When he moved to Alberta in 2012, Storms was still in academic mode, trying to spin his research on detecting bacteria in food into a company, on his own. But, as he spent time with different friends launching their businesses, and got his MBA at the University of Alberta, he transitioned more into the hands-on, entrepreneur world. Two years ago, as Edmonton’s start-up ecosystem started to flourish, he finally found his home.
“My philosophy is have fun, make friends, build companies,” he says. “But, at the time, I was a bit low, because I was trying to build a company for over three years, and it wasn’t really working. Then I started working for my friend’s company in 2019, and it was great. I wanted more fun experiences with other entrepreneurs where it doesn’t feel lonely and desolate, and I think that’s how the [entrepreneur] community felt at the time, too.”

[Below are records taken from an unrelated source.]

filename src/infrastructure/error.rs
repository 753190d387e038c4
//! Infrastructure-level errors (wraps application errors)

use thiserror::Error;

use crate::application::ApplicationError;

/// Infrastructure errors wrap application errors and add I/O-level concerns.
#[derive(Error, Debug)]
pub enum InfraError {
    #[error("{0}")]
    Application(#[from] ApplicationError),

    #[error("I/O error: {context}")]
    Io {
        context: String,
        #[source]
        source: std::io::Error,
    },
}

impl InfraError {
    /// Create an I/O error with context.
    pub fn io(context: impl Into<String>, source: std::io::Error) -> Self {
        Self::Io {
            context: context.into(),
            source,
        }
    }
}
//! Domain-level errors (no external dependencies)

use thiserror::Error;

/// Domain errors represent invalid configuration values.
/// These are independent of infrastructure concerns.
#[derive(Error, Debug)]
pub enum DomainError {
    #[error("unknown LLM backend '{0}' (expected 'ollama' or 'vllm')")]
    UnknownBackend(String),
}
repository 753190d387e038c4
use clap::Parser;
use tracing::level_filters::LevelFilter;
use tracing_subscriber::fmt::format::FmtSpan;
use tracing_subscriber::layer::SubscriberExt;
use tracing_subscriber::util::SubscriberInitExt;
use tracing_subscriber::{fmt, Layer};

use launchpad::cli::commands::execute_command;
use launchpad::cli::{output, Cli};
use launchpad::exitcode;

fn main() {
    let cli = match Cli::try_parse() {
        Ok(cli) => cli,
        Err(e) if e.use_stderr() => {
            // unknown command or bad arguments: clap prints usage
            let _ = e.print();
            std::process::exit(exitcode::USAGE);
        }
        Err(e) => e.exit(),
    };

    setup_logging(cli.verbose);

    if let Err(e) = execute_command(&cli) {
        output::error(&e);
        std::process::exit(e.exit_code());
    }
}

fn setup_logging(verbosity: u8) {
    let filter = match verbosity {
        0 => LevelFilter::WARN,
        1 => LevelFilter::INFO,
        2 => LevelFilter::DEBUG,
        3 => LevelFilter::TRACE,
        _ => {
            eprintln!("Don't be crazy, max is -v -v -v");
            LevelFilter::TRACE
        }
    };

    // Create a subscriber with formatted output directed to stderr
    let fmt_layer = fmt::layer()
        .with_writer(std::io::stderr)
        .with_target(true)
        .with_thread_names(false)
        .with_span_events(FmtSpan::CLOSE);

    tracing_subscriber::registry()
        .with(fmt_layer.with_filter(filter))
        .init();

    match filter {
        LevelFilter::INFO => tracing::info!("Debug mode: info"),
        LevelFilter::DEBUG => tracing::debug!("Debug mode: debug"),
        LevelFilter::TRACE => tracing::debug!("Debug mode: trace"),
        _ => {}
    }
}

So he invited the community to his birthday. It was at Polar Park Brewery on May 16, 2019, and marked the first “Thursday Night Tradition” — officially called Startup TNT, where entrepreneurs and investors meet, mingle and maybe make money — that continues (digitally) to this day. At the same time, Storms learned about investment summits, where angel investors pool their own money and democratically select start-ups to fund.
“We pair that with TNT, over about eight weeks, and it all culminates in an afternoon event. In 2020, $1.365 million transpired in deals with eight [out of 109] companies in the whole year.”

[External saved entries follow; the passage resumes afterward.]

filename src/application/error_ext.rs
//! Error conversion helpers for I/O on project state files

use std::io;
use std::path::Path;

use crate::application::{ApplicationError, ApplicationResult};

/// Extension trait for converting `io::Result` to `ApplicationResult` with context.
pub trait IoResultExt<T> {
    /// Attach the action and path to an I/O error.
    ///
    /// ```ignore
    /// fs.write(&session_file, &content)
    ///     .with_path_context("write session", &session_file)?;
    /// ```
    fn with_path_context(self, action: &str, path: &Path) -> ApplicationResult<T>;
}

impl<T> IoResultExt<T> for io::Result<T> {
    fn with_path_context(self, action: &str, path: &Path) -> ApplicationResult<T> {
        self.map_err(|source| ApplicationError::OperationFailed {
            context: format!("{action}: {}", path.display()),
            source: Box::new(source),
        })
    }
}
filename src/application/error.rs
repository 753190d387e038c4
//! Application-level errors (wraps domain errors)

use std::path::PathBuf;
use thiserror::Error;

use crate::domain::DomainError;

/// Application errors wrap domain errors and add application-level context.
#[derive(Error, Debug)]
pub enum ApplicationError {
    #[error("{0}")]
    Domain(#[from] DomainError),

    #[error("missing {}\n{remediation}", .path.display())]
    MissingPrerequisite { path: PathBuf, remediation: String },

    #[error("`{command}` failed{}", exit_suffix(.code))]
    ExternalTool { command: String, code: Option<i32> },

    #[error("config error: {message}")]
    Config { message: String },

    #[error("operation failed: {context}")]
    OperationFailed {
        context: String,
        #[source]
        source: Box<dyn std::error::Error + Send + Sync>,
    },
}

fn exit_suffix(code: &Option<i32>) -> String {
    match code {
        Some(c) => format!(" with exit code {c}"),
        None => " (terminated by signal)".to_string(),
    }
}

/// Result type for application layer operations.
pub type ApplicationResult<T> = Result<T, ApplicationError>;
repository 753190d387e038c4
//! I/O boundary traits for testability
//!
//! These traits abstract external I/O operations, allowing services
//! to be tested with mock implementations.

use std::io::{self, BufRead, Write};
use std::path::Path;

use colored::Colorize;

/// Filesystem abstraction for testability.
pub trait FileSystem: Send + Sync {
    /// Read file contents to string.
    fn read_to_string(&self, path: &Path) -> io::Result<String>;

    /// Write string content to file.
    fn write(&self, path: &Path, content: &str) -> io::Result<()>;

    /// Check if path exists.
    fn exists(&self, path: &Path) -> bool;

    /// Check if path is a file.
    fn is_file(&self, path: &Path) -> bool;

    /// Remove a file.
    fn remove_file(&self, path: &Path) -> io::Result<()>;

    /// Create parent directories if needed.
    fn ensure_parent(&self, path: &Path) -> io::Result<()>;
}

/// Captured result of an external command.
#[derive(Debug, Clone, Default, PartialEq, Eq)]
pub struct CommandOutput {
    /// Exit code, `None` when terminated by a signal
    pub code: Option<i32>,
    pub stdout: String,
    pub stderr: String,
}

impl CommandOutput {
    pub fn success(&self) -> bool {
        self.code == Some(0)
    }
}

/// Exit status of an attached (streaming) external command.
#[derive(Debug, Clone, Copy, PartialEq, Eq)]
pub struct CommandStatus {
    /// Exit code, `None` when terminated by a signal
    pub code: Option<i32>,
}

impl CommandStatus {
    pub fn success(&self) -> bool {
        self.code == Some(0)
    }
}

/// External command runner abstraction.
pub trait CommandRunner: Send + Sync {
    /// Run a command and capture its output.
    fn run(&self, cmd: &str, args: &[String]) -> io::Result<CommandOutput>;

    /// Run a command attached to the terminal (inherited stdio).
    /// Blocks until the command exits.
    fn run_attached(&self, cmd: &str, args: &[String]) -> io::Result<CommandStatus>;
}

/// Interactive yes/no confirmation.
pub trait Prompter: Send + Sync {
    /// Ask a question, returning true only for an affirmative answer.
    fn confirm(&self, question: &str) -> io::Result<bool>;
}

/// Affirmative answers accepted by [`Prompter::confirm`].
pub fn is_affirmative(answer: &str) -> bool {
    matches!(answer.trim().to_ascii_lowercase().as_str(), "y" | "yes")
}

// ============================================================
// REAL IMPLEMENTATIONS
// ============================================================

/// Real filesystem implementation.
#[derive(Debug, Default)]
pub struct RealFileSystem;

impl FileSystem for RealFileSystem {
    fn read_to_string(&self, path: &Path) -> io::Result<String> {
        std::fs::read_to_string(path)
    }

    fn write(&self, path: &Path, content: &str) -> io::Result<()> {
        std::fs::write(path, content)
    }

    fn exists(&self, path: &Path) -> bool {
        path.exists()
    }

    fn is_file(&self, path: &Path) -> bool {
        path.is_file()
    }

    fn remove_file(&self, path: &Path) -> io::Result<()> {
        std::fs::remove_file(path)
    }

    fn ensure_parent(&self, path: &Path) -> io::Result<()> {
        if let Some(parent) = path.parent() {
            if !parent.as_os_str().is_empty() {
                std::fs::create_dir_all(parent)?;
            }
        }
        Ok(())
    }
}

/// Real command runner implementation.
#[derive(Debug, Default)]
pub struct RealCommandRunner;

impl CommandRunner for RealCommandRunner {
    fn run(&self, cmd: &str, args: &[String]) -> io::Result<CommandOutput> {
        let output = std::process::Command::new(cmd).args(args).output()?;
        Ok(CommandOutput {
            code: output.status.code(),
            stdout: String::from_utf8_lossy(&output.stdout).into_owned(),
            stderr: String::from_utf8_lossy(&output.stderr).into_owned(),
        })
    }

    fn run_attached(&self, cmd: &str, args: &[String]) -> io::Result<CommandStatus> {
        let status = std::process::Command::new(cmd).args(args).status()?;
        Ok(CommandStatus {
            code: status.code(),
        })
    }
}

/// Real prompter reading one line from stdin.
#[derive(Debug, Default)]
pub struct StdinPrompter;

impl Prompter for StdinPrompter {
    fn confirm(&self, question: &str) -> io::Result<bool> {
        ask(question, &mut io::stdin().lock(), &mut io::stdout())
    }
}

/// Write the question, read one answer line.
fn ask(question: &str, input: &mut impl BufRead, output: &mut impl Write) -> io::Result<bool> {
    write!(output, "{} ", format!("{} [y/N]", question).cyan())?;
    output.flush()?;
    let mut answer = String::new();
    input.read_line(&mut answer)?;
    Ok(is_affirmative(&answer))
}

#[cfg(test)]
mod tests {
    use super::*;

    #[test]
    fn test_is_affirmative() {
        assert!(is_affirmative("y\n"));
        assert!(is_affirmative(" YES "));
        assert!(!is_affirmative("n"));
        assert!(!is_affirmative(""));
        assert!(!is_affirmative("yep"));
    }

    #[test]
    fn given_answer_line_when_ask_then_question_shown_and_answer_judged() {
        colored::control::set_override(false);
        let mut shown = Vec::<u8>::new();

        let yes = ask("Remove?", &mut io::Cursor::new("yes\n"), &mut shown).unwrap();
        let no = ask("Remove?", &mut io::Cursor::new(""), &mut Vec::<u8>::new()).unwrap();

        assert!(yes);
        assert!(!no);
        assert_eq!(String::from_utf8(shown).unwrap(), "Remove? [y/N] ");
    }

    #[test]
    fn given_true_command_when_run_then_success() {
        let out = RealCommandRunner.run("sh", &["-c".into(), "echo hi".into()]).unwrap();
        assert!(out.success());
        assert_eq!(out.stdout.trim(), "hi");
    }

    #[test]
    fn given_failing_command_when_run_attached_then_reports_code() {
        let status = RealCommandRunner
            .run_attached("sh", &["-c".into(), "exit 3".into()])
            .unwrap();
        assert!(!status.success());
        assert_eq!(status.code, Some(3));
    }
}
//! Layered settings loading from a project directory

use std::fs;
use std::path::PathBuf;

use tempfile::TempDir;

use launchpad::config::Settings;

#[test]
fn given_local_config_when_load_then_overrides_defaults() {
    // Arrange
    launchpad::util::testing::init_test_setup();
    let dir = TempDir::new().unwrap();
    fs::write(
        dir.path().join(".launchpad.toml"),
        r#"
project_name = "demo"
fallback_volumes = ["models"]

[files]
backend = "conf/llm.env"

[urls]
ui = "http://localhost:9000"
"#,
    )
    .unwrap();

    // Act
    let settings = Settings::load(dir.path()).unwrap();

    // Assert
    assert_eq!(settings.project_dir, dir.path());
    assert_eq!(settings.project_name(), "demo");
    assert_eq!(settings.fallback_volume_names(), vec!["demo_models"]);
    assert_eq!(settings.backend_file(), dir.path().join("conf/llm.env"));
    assert_eq!(settings.files.services, PathBuf::from("services.env"));
    assert_eq!(settings.urls.ui, "http://localhost:9000");
    assert_eq!(settings.urls.dispatcher, "http://localhost:5100");
}

#[test]
fn given_broken_local_config_when_load_then_config_error() {
    // Arrange
    launchpad::util::testing::init_test_setup();
    let dir = TempDir::new().unwrap();
    fs::write(dir.path().join(".launchpad.toml"), "project_name = [unclosed").unwrap();

    // Act
    let result = Settings::load(dir.path());

    // Assert
    let err = result.unwrap_err();
    assert!(err.to_string().contains(".launchpad.toml"));
}

#[test]
fn given_no_project_name_when_resolving_then_derived_from_directory() {
    // Arrange
    let parent = TempDir::new().unwrap();
    let project = parent.path().join("My AI Stack");
    fs::create_dir(&project).unwrap();
    let settings = Settings {
        project_dir: project,
        ..Settings::default()
    };

    // Act
    let name = settings.project_name();

    // Assert
    assert_eq!(name, "myaistack");
    assert_eq!(
        settings.fallback_volume_names(),
        vec!["myaistack_ollama_data", "myaistack_postgres_data"]
    );
}

#[test]
fn given_configured_name_with_spaces_when_load_then_normalized_for_compose() {
    // Arrange
    launchpad::util::testing::init_test_setup();
    let dir = TempDir::new().unwrap();
    fs::write(dir.path().join(".launchpad.toml"), "project_name = \"My Stack\"\n").unwrap();

    // Act
    let settings = Settings::load(dir.path()).unwrap();

    // Assert
    assert_eq!(settings.project_name(), "mystack");
}
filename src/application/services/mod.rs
//! Application services
//!
//! Concrete service implementations that orchestrate domain logic.
//! Services depend on I/O boundary traits (FileSystem, CommandRunner, Prompter)
//! but are themselves concrete structs, not traits.

mod launcher;
mod project_config;
mod session;

pub use launcher::{LauncherService, Outcome, RemoveOutcome};
pub use project_config::ProjectConfigService;
pub use session::SessionService;
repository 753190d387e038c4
//! Compose fragment resolution
//!
//! Pure mapping from (toggles, run mode) to the ordered list of compose files.
//! Fragment existence is not checked here: a missing file surfaces as a
//! docker compose error when the set is used.

use crate::domain::{ComposeFragmentSet, RunMode, ServiceToggles};

/// Base compose file, always first.
pub const BASE_FRAGMENT: &str = "docker-compose.yml";

/// Compose file name for a mode or service: `docker-compose.<name>.yml`.
pub fn fragment_name(name: &str) -> String {
    format!("docker-compose.{}.yml", name)
}

/// Resolve the ordered fragment set.
///
/// Order: base, mode, then one fragment per enabled service in file order.
pub fn resolve(toggles: &ServiceToggles, mode: RunMode) -> ComposeFragmentSet {
    let mut files = vec![BASE_FRAGMENT.to_string(), fragment_name(mode.as_str())];
    files.extend(toggles.enabled().map(fragment_name));
    ComposeFragmentSet::new(files)
}

#[cfg(test)]
mod tests {
    use super::*;
    use crate::domain::KeyValues;
    use rstest::rstest;

    fn toggles(content: &str) -> ServiceToggles {
        ServiceToggles::from_key_values(&KeyValues::parse(content))
    }

    #[rstest]
    #[case(RunMode::Local, "docker-compose.local.yml")]
    #[case(RunMode::External, "docker-compose.external.yml")]
    fn given_no_toggles_when_resolve_then_base_and_mode_only(
        #[case] mode: RunMode,
        #[case] mode_file: &str,
    ) {
        let set = resolve(&ServiceToggles::default(), mode);
        assert_eq!(set.files(), &["docker-compose.yml".to_string(), mode_file.to_string()]);
    }

    #[test]
    fn given_redis_enabled_postgres_disabled_chroma_commented_when_resolve_then_only_redis() {
        let t = toggles("ENABLE_REDIS=true\nENABLE_POSTGRES=false\n# ENABLE_CHROMA=true\n");
        let set = resolve(&t, RunMode::Local);

        assert_eq!(set.files().len(), 3);
        assert!(set.contains("docker-compose.redis.yml"));
        assert!(!set.contains("docker-compose.postgres.yml"));
        assert!(!set.contains("docker-compose.chroma.yml"));
    }

    #[test]
    fn given_services_when_resolve_then_follow_file_order() {
        let t = toggles("ENABLE_POSTGRES=true\nENABLE_REDIS=true\nENABLE_CHROMA=true\n");
        let set = resolve(&t, RunMode::External);

        assert_eq!(
            set.files(),
            &[
                "docker-compose.yml",
                "docker-compose.external.yml",
                "docker-compose.postgres.yml",
                "docker-compose.redis.yml",
                "docker-compose.chroma.yml",
            ]
            .map(String::from)
        );
    }

    #[test]
    fn given_same_config_when_resolved_repeatedly_then_identical() {
        let content = "ENABLE_B=true\nENABLE_A=true\nENABLE_C=false\n";
        let first = resolve(&toggles(content), RunMode::Local);
        for _ in 0..10 {
            assert_eq!(resolve(&toggles(content), RunMode::Local), first);
        }
    }

    #[test]
    fn given_unknown_service_when_resolve_then_still_referenced() {
        let set = resolve(&toggles("ENABLE_MYSTERY=true\n"), RunMode::Local);
        assert!(set.contains("docker-compose.mystery.yml"));
    }
}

So, it’s like Shark Tank? “People say that, and the angels are making their decisions at the event, but there’s been eight weeks of prep going into it. No one is walking on stage pitching for the first time. It’s a community, it’s public, and it builds up to the event.”
And, unlike celebrity businesspeople sitting under TV studio lights with an air of superiority, TNT’s angels often need education themselves. Even for those with backgrounds in private equity or mergers and acquisitions, angel investing has many niche terms unique to that type of financing. So TNT provides one-on-one workshops for angels to understand the jargon. They then come together as a group to analyze the (roughly 40) companies that apply, screen them, score them, then break into smaller groups to talk to the most promising start-up owners in follow-up meetings. “As an angel investor, you don’t have to be super sophisticated, you don’t have to know all the answers, you can just be like, ‘I’d like to support local entrepreneurs,’” Storms says. “We all have a lot to learn, we all can up our game, and I think that mindset of empowerment was missing a little bit in the conversation two years ago.”

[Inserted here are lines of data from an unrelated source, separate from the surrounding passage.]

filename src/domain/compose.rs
//! `docker compose` argument construction

use std::path::{Path, PathBuf};

use crate::domain::{Backend, ComposeFragmentSet};

/// Label docker compose puts on every container, network and volume it creates.
pub const PROJECT_LABEL: &str = "com.docker.compose.project";

/// One `docker compose` call against a fragment set.
#[derive(Debug, Clone, PartialEq, Eq)]
pub struct ComposeInvocation {
    pub project_name: String,
    pub project_dir: PathBuf,
    pub fragments: ComposeFragmentSet,
    pub profiles: Vec<Backend>,
    pub verb: String,
    pub args: Vec<String>,
}

impl ComposeInvocation {
    pub fn new(
        project_name: &str,
        project_dir: &Path,
        fragments: ComposeFragmentSet,
        verb: &str,
    ) -> Self {
        Self {
            project_name: project_name.to_string(),
            project_dir: project_dir.to_path_buf(),
            fragments,
            profiles: Vec::new(),
            verb: verb.to_string(),
            args: Vec::new(),
        }
    }

    pub fn with_profile(mut self, profile: Backend) -> Self {
        if !self.profiles.contains(&profile) {
            self.profiles.push(profile);
        }
        self
    }

    pub fn with_args<I, S>(mut self, args: I) -> Self
    where
        I: IntoIterator<Item = S>,
        S: Into<String>,
    {
        self.args.extend(args.into_iter().map(Into::into));
        self
    }

    /// Arguments for the docker binary, starting with `compose`.
    ///
    /// Fragment files are resolved against the project directory.
    pub fn to_args(&self) -> Vec<String> {
        let mut args = vec![
            "compose".to_string(),
            "-p".to_string(),
            self.project_name.clone(),
            "--project-directory".to_string(),
            self.project_dir.to_string_lossy().to_string(),
        ];
        for file in self.fragments.files() {
            args.push("-f".to_string());
            args.push(self.project_dir.join(file).to_string_lossy().to_string());
        }
        for profile in &self.profiles {
            args.push("--profile".to_string());
            args.push(profile.as_str().to_string());
        }
        args.push(self.verb.clone());
        args.extend(self.args.iter().cloned());
        args
    }
}

/// Filter selecting docker objects owned by a compose project.
pub fn project_label_filter(project_name: &str) -> String {
    format!("label={}={}", PROJECT_LABEL, project_name)
}

#[cfg(test)]
mod tests {
    use super::*;

    fn fragments() -> ComposeFragmentSet {
        ComposeFragmentSet::new(vec![
            "docker-compose.yml".into(),
            "docker-compose.local.yml".into(),
        ])
    }

    #[test]
    fn given_profile_and_args_when_to_args_then_ordered_before_and_after_verb() {
        let inv = ComposeInvocation::new("stack", Path::new("/srv/stack"), fragments(), "up")
            .with_profile(Backend::Vllm)
            .with_args(["-d", "--build"]);

        assert_eq!(
            inv.to_args(),
            vec![
                "compose",
                "-p",
                "stack",
                "--project-directory",
                "/srv/stack",
                "-f",
                "/srv/stack/docker-compose.yml",
                "-f",
                "/srv/stack/docker-compose.local.yml",
                "--profile",
                "vllm",
                "up",
                "-d",
                "--build",
            ]
        );
    }

    #[test]
    fn given_no_profile_when_to_args_then_omits_profile_flag() {
        let inv = ComposeInvocation::new("stack", Path::new("/srv/stack"), fragments(), "ps");
        let args = inv.to_args();
        assert!(!args.contains(&"--profile".to_string()));
        assert_eq!(args.last().map(String::as_str), Some("ps"));
    }

    #[test]
    fn given_several_profiles_when_to_args_then_each_flagged_once() {
        let inv = ComposeInvocation::new("stack", Path::new("/srv/stack"), fragments(), "down")
            .with_profile(Backend::Ollama)
            .with_profile(Backend::Vllm)
            .with_profile(Backend::Ollama);
        let args = inv.to_args();
        assert_eq!(args.iter().filter(|a| *a == "--profile").count(), 2);
        assert!(args.contains(&"ollama".to_string()));
        assert!(args.contains(&"vllm".to_string()));
    }

    #[test]
    fn test_project_label_filter() {
        assert_eq!(
            project_label_filter("stack"),
            "label=com.docker.compose.project=stack"
        );
    }
}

What wasn’t missing two years ago, Storms says, was the hard work and hustle of Edmonton’s entrepreneurs. It’s just that, thanks to TNT and other entrepreneurial events, they’re now meeting each other and making waves. “It seems like almost weekly, there’s another company announcing that they just raised more money. Jeff Bell from Edmonton Global just released a report saying [Edmonton region tech companies] raised $246 million in the last 12 months. I think, two years ago, the community was doing a lot of stuff underneath the surface that people didn’t realize. And now those stories are coming to the surface.”
Storms dreams of the day when each of the finalists on the TNT summit stage receives funding, but emphasizes that generating dollars is not the only goal. It’s the long-term structure, the hands-on training and relationship-building that makes TNT unique. “There are situations where companies don’t raise money, but maybe they meet a new business mentor or consultant. I think sometimes we put too much pressure on ourselves to perform. And we’re unsatisfied. But building a company shouldn’t be the loneliest, most stressful thing you’ve done in your life, it should be the greatest thing you’ve ever done.”